ACTION ITEM –
Among the entries below, one line contains "Err(actual) => prev" and another contains "pub(crate) const DEFAULT_TITLE: &str". Transcribe those two lines and every line between them, exactly.

GIVEN DATA –
════════════════════

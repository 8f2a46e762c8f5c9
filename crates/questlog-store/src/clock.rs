//! Millisecond timestamps for records, items and migration bookkeeping.

use std::sync::atomic::{AtomicI64, Ordering};
use std::sync::Arc;

/// Milliseconds since the Unix epoch.
pub type Timestamp = i64;

/// Source of wall-clock time.
pub trait Clock: Send + Sync {
    fn now_millis(&self) -> Timestamp;
}

/// Wall clock backed by `chrono::Utc::now()`.
#[derive(Debug, Default, Clone, Copy)]
pub struct SystemClock;

impl Clock for SystemClock {
    fn now_millis(&self) -> Timestamp {
        chrono::Utc::now().timestamp_millis()
    }
}

/// Wraps a clock so that successive readings are strictly increasing.
///
/// Item ids are derived from creation time, so two saves within the same
/// millisecond must still observe distinct timestamps.
pub struct MonotonicClock {
    inner: Arc<dyn Clock>,
    last: AtomicI64,
}

impl MonotonicClock {
    pub fn new(inner: Arc<dyn Clock>) -> Self {
        Self {
            inner,
            last: AtomicI64::new(i64::MIN),
        }
    }

    /// Next timestamp: the wall clock, or one past the previous reading if
    /// the wall clock has not moved (or went backwards).
    pub fn tick(&self) -> Timestamp {
        let now = self.inner.now_millis();
        let mut prev = self.last.load(Ordering::Relaxed);
        loop {
            let next = if now > prev { now } else { prev + 1 };
            match self
                .last
                .compare_exchange_weak(prev, next, Ordering::AcqRel, Ordering::Relaxed)
            {
                Ok(_) => return next,
                Err(actual) => prev = actual,
            }
        }
    }
}

impl Default for MonotonicClock {
    fn default() -> Self {
        Self::new(Arc::new(SystemClock))
    }
}
//! Window clients and notifications seen from the cache worker.

use async_trait::async_trait;
use serde::{Deserialize, Serialize};

/// Windows of the application controlled by the worker.
#[async_trait]
pub trait Clients: Send + Sync {
    /// Take control of already-open windows without a reload.
    async fn claim(&self);

    /// Focus an open window at `url`. False if there is none.
    async fn focus(&self, url: &str) -> bool;

    /// Open a new window at `url`. False if the host refused.
    async fn open_window(&self, url: &str) -> bool;
}

#[derive(Debug, Clone, PartialEq, Eq, Serialize, Deserialize)]
pub struct Notification {
    pub title: String,
    pub body: String,
    /// Opened or focused when the notification is clicked.
    pub url: String,
}

#[async_trait]
pub trait Notifier: Send + Sync {
    async fn show(&self, notification: Notification);
}

/// Push payload fields the worker understands. Anything else is ignored.
#[derive(Debug, Default, Deserialize)]
pub(crate) struct PushPayload {
    pub title: Option<String>,
    pub body: Option<String>,
    pub url: Option<String>,
}

pub(crate) const DEFAULT_TITLE: &str = "Questlog";
pub(crate) const DEFAULT_BODY: &str = "You have new activity.";

/// Build the notification for a push event.
///
/// JSON payloads may set `title`, `body` and `url`; a non-JSON payload is
/// used as the body text.
pub(crate) fn notification_for_push(payload: Option<&str>, start_url: &str) -> Notification {
    let parsed = match payload.map(str::trim) {
        None | Some("") => PushPayload::default(),
        Some(text) => serde_json::from_str::<PushPayload>(text).unwrap_or_else(|_| PushPayload {
            body: Some(text.to_string()),
            ..PushPayload::default()
        }),
    };
    Notification {
        title: parsed.title.unwrap_or_else(|| DEFAULT_TITLE.to_string()),
        body: parsed.body.unwrap_or_else(|| DEFAULT_BODY.to_string()),
        url: parsed.url.unwrap_or_else(|| start_url.to_string()),
    }
}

════════════════════

TASK RESPONSE –
                Err(actual) => prev = actual,
            }
        }
    }
}

impl Default for MonotonicClock {
    fn default() -> Self {
        Self::new(Arc::new(SystemClock))
    }
}
//! Window clients and notifications seen from the cache worker.

use async_trait::async_trait;
use serde::{Deserialize, Serialize};

/// Windows of the application controlled by the worker.
#[async_trait]
pub trait Clients: Send + Sync {
    /// Take control of already-open windows without a reload.
    async fn claim(&self);

    /// Focus an open window at `url`. False if there is none.
    async fn focus(&self, url: &str) -> bool;

    /// Open a new window at `url`. False if the host refused.
    async fn open_window(&self, url: &str) -> bool;
}

#[derive(Debug, Clone, PartialEq, Eq, Serialize, Deserialize)]
pub struct Notification {
    pub title: String,
    pub body: String,
    /// Opened or focused when the notification is clicked.
    pub url: String,
}

#[async_trait]
pub trait Notifier: Send + Sync {
    async fn show(&self, notification: Notification);
}

/// Push payload fields the worker understands. Anything else is ignored.
#[derive(Debug, Default, Deserialize)]
pub(crate) struct PushPayload {
    pub title: Option<String>,
    pub body: Option<String>,
    pub url: Option<String>,
}

pub(crate) const DEFAULT_TITLE: &str = "Questlog";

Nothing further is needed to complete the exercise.